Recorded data
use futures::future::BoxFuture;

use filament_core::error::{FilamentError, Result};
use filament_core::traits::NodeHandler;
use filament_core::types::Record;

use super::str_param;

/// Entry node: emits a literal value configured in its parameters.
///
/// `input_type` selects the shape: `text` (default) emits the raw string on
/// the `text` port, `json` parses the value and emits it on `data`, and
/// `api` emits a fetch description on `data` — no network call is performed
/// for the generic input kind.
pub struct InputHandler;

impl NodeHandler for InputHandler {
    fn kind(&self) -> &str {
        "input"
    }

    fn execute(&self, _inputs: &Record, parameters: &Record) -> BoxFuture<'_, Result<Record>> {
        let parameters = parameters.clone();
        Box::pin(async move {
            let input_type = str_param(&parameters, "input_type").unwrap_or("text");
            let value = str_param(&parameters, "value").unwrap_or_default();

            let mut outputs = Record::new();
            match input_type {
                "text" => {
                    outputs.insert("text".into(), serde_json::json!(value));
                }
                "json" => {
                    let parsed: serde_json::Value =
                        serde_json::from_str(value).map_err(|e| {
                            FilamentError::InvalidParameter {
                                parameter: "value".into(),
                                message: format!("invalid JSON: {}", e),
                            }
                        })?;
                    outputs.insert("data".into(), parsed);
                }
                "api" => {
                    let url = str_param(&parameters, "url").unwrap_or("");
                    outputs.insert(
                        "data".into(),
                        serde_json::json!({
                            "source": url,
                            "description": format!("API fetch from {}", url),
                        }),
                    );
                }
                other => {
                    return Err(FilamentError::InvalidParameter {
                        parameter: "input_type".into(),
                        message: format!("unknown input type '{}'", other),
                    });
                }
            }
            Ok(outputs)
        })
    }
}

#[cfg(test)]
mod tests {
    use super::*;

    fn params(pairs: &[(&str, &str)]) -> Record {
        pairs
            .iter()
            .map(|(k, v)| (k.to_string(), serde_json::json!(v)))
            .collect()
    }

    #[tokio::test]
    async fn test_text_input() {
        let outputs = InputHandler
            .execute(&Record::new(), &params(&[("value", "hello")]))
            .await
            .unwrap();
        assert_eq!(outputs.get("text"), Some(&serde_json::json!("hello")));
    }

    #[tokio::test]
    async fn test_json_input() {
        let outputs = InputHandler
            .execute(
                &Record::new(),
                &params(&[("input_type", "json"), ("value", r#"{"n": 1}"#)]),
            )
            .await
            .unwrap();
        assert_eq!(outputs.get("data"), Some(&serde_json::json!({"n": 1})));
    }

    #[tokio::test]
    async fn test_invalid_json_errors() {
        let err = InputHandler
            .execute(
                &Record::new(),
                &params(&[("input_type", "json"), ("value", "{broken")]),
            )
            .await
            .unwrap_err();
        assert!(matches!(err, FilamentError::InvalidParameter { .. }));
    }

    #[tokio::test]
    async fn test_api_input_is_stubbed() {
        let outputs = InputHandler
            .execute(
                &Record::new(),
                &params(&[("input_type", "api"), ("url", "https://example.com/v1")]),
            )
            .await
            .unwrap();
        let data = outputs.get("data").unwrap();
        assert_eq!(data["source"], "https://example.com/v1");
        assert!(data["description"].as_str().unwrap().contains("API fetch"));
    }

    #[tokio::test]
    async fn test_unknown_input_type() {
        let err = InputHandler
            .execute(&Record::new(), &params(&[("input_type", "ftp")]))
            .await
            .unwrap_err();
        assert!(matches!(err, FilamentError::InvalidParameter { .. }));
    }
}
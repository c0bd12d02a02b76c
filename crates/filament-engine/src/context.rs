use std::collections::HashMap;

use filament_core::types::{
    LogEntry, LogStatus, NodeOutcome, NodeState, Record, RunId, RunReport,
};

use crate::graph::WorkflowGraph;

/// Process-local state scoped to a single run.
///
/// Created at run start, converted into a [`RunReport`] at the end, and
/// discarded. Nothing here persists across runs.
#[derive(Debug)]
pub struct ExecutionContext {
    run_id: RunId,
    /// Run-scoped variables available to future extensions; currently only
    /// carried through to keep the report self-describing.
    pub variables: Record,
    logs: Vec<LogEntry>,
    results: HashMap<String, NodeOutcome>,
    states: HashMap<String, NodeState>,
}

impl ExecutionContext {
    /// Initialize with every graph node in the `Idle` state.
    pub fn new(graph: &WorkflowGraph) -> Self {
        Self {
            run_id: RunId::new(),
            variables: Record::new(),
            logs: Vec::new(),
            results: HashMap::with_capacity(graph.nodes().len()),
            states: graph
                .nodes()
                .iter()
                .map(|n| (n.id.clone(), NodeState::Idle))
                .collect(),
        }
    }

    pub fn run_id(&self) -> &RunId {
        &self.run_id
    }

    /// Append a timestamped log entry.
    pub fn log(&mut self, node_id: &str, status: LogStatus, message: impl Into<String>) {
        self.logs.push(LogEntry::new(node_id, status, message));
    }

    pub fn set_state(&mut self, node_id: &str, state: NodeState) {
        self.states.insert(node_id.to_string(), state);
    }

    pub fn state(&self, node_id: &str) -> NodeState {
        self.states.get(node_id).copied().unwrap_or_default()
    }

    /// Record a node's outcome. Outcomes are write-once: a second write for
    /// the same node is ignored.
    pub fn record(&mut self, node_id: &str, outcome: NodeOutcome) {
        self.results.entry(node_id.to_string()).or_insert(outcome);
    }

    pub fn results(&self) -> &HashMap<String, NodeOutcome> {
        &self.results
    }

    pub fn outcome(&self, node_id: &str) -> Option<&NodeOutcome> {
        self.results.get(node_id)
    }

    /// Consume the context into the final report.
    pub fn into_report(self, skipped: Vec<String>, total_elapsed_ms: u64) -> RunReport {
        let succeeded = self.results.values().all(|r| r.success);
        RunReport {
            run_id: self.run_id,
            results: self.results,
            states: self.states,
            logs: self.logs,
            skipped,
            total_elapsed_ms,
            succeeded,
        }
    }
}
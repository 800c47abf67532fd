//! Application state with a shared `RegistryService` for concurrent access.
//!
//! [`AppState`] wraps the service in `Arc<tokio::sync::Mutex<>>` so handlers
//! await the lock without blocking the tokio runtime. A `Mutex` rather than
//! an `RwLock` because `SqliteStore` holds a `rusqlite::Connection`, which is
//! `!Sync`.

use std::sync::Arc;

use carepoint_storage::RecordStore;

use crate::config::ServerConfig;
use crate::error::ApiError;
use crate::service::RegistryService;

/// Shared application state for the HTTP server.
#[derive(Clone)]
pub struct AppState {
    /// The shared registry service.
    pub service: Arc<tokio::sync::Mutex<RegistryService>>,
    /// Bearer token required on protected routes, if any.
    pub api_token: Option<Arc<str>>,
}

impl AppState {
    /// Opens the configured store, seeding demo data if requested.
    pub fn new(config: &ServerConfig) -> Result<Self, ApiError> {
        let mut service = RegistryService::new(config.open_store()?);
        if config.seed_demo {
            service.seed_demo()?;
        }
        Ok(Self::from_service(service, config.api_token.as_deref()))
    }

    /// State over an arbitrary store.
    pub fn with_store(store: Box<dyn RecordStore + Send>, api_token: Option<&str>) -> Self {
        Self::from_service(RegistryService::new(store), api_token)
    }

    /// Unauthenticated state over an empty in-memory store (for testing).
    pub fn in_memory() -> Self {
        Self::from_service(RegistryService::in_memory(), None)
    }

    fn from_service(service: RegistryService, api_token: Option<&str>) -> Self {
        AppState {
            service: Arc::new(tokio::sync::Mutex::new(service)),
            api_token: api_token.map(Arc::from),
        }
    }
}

==

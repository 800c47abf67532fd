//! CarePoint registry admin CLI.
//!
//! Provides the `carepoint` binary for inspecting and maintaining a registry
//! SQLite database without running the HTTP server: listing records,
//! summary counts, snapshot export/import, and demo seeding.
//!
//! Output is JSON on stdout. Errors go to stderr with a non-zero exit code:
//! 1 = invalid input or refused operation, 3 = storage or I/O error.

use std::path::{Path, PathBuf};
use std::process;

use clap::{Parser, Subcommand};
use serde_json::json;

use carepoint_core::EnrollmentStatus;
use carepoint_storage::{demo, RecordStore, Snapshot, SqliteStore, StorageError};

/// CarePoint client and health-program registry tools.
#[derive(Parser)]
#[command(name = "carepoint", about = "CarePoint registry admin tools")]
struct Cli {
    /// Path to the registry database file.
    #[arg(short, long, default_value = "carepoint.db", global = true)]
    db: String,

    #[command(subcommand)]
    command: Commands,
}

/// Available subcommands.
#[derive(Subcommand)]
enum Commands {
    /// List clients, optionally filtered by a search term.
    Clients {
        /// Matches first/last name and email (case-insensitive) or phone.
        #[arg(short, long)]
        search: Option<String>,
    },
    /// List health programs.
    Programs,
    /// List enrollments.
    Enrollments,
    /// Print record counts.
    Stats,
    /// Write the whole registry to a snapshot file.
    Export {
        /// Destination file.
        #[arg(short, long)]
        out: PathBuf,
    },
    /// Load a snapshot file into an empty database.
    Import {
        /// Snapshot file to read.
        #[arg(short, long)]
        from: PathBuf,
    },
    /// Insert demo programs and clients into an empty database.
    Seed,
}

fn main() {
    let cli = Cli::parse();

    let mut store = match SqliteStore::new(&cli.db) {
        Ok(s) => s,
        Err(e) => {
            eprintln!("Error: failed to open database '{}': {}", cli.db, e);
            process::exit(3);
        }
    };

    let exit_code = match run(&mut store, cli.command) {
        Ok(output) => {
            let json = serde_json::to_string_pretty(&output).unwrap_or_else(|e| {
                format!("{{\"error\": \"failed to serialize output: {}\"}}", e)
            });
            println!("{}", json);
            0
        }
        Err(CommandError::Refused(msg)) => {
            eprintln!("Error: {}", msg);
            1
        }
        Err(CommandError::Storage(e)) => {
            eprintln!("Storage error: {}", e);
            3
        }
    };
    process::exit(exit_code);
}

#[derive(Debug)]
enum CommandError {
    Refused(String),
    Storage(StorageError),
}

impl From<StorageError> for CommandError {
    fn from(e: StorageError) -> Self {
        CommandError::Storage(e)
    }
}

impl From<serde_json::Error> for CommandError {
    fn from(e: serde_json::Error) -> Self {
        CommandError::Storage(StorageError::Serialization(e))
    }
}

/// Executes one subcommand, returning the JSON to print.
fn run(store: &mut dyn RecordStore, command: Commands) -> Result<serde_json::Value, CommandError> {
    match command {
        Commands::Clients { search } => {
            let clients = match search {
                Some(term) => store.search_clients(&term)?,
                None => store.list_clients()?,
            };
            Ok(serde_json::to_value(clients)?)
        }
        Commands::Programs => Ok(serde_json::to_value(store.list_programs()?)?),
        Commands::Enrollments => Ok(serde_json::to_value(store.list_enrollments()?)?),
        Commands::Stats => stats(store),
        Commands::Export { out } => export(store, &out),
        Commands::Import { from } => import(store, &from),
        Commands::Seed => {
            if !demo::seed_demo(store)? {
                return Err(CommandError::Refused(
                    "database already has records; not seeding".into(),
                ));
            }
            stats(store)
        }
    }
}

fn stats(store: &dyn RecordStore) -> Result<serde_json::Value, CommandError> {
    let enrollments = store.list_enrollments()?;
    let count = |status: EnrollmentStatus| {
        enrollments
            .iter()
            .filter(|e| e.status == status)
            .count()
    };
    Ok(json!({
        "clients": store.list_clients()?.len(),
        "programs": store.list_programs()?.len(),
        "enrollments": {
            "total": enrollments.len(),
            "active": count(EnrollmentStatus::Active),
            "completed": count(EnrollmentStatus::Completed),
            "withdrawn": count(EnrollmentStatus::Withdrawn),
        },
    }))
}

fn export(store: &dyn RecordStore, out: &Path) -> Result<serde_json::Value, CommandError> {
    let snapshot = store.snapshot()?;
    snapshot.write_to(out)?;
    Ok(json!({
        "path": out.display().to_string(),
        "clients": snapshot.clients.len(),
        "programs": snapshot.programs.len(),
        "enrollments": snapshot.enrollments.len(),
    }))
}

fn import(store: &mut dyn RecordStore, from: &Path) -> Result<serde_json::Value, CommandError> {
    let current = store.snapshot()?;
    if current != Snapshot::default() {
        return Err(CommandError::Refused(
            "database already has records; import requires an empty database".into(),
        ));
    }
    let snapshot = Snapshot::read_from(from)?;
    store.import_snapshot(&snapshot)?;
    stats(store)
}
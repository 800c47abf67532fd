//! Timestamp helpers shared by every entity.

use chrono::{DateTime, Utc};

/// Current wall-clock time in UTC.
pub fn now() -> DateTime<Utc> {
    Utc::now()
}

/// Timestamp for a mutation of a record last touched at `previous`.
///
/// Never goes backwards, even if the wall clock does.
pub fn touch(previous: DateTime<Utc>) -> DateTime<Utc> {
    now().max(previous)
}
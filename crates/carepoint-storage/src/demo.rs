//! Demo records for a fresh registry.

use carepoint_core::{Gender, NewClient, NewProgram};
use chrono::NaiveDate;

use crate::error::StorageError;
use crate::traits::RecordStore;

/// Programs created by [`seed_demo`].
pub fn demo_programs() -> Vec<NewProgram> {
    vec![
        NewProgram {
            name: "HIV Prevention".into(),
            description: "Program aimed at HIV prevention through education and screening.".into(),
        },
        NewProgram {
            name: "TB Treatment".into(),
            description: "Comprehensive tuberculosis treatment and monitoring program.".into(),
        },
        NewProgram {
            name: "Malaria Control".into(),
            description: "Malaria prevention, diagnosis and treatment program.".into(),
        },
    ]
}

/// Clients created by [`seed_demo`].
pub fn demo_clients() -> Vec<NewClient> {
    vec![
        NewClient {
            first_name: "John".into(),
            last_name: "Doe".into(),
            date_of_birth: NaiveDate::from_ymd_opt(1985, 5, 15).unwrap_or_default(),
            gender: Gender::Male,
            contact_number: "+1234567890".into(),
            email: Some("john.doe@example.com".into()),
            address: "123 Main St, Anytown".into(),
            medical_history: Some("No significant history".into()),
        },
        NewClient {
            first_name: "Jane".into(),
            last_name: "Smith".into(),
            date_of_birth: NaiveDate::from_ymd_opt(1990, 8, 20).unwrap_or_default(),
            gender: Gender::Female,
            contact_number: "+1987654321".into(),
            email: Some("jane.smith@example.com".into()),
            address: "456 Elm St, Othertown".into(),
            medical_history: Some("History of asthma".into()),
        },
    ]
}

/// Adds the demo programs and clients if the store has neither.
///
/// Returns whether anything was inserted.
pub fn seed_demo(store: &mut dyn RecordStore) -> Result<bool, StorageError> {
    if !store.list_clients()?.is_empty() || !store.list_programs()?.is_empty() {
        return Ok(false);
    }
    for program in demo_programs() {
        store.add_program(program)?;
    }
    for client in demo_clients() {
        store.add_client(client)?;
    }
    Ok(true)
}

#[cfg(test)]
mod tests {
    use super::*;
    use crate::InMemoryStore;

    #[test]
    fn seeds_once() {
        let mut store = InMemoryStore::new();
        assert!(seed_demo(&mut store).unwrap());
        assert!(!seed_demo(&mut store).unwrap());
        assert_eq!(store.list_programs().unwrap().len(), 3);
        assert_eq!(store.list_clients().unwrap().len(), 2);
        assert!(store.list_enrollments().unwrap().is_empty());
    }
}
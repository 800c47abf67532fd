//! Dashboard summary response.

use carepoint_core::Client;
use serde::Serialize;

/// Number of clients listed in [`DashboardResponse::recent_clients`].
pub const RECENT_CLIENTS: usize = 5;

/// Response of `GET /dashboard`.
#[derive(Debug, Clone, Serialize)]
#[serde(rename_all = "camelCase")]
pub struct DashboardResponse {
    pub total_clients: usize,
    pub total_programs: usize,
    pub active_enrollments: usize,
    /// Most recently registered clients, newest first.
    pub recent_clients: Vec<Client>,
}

What is needed
Each line above that contains the word "parameters" should be returned.

Written answer
/// Entry node: emits a literal value configured in its parameters.
    fn execute(&self, _inputs: &Record, parameters: &Record) -> BoxFuture<'_, Result<Record>> {
        let parameters = parameters.clone();
            let input_type = str_param(&parameters, "input_type").unwrap_or("text");
            let value = str_param(&parameters, "value").unwrap_or_default();
                    let url = str_param(&parameters, "url").unwrap_or("");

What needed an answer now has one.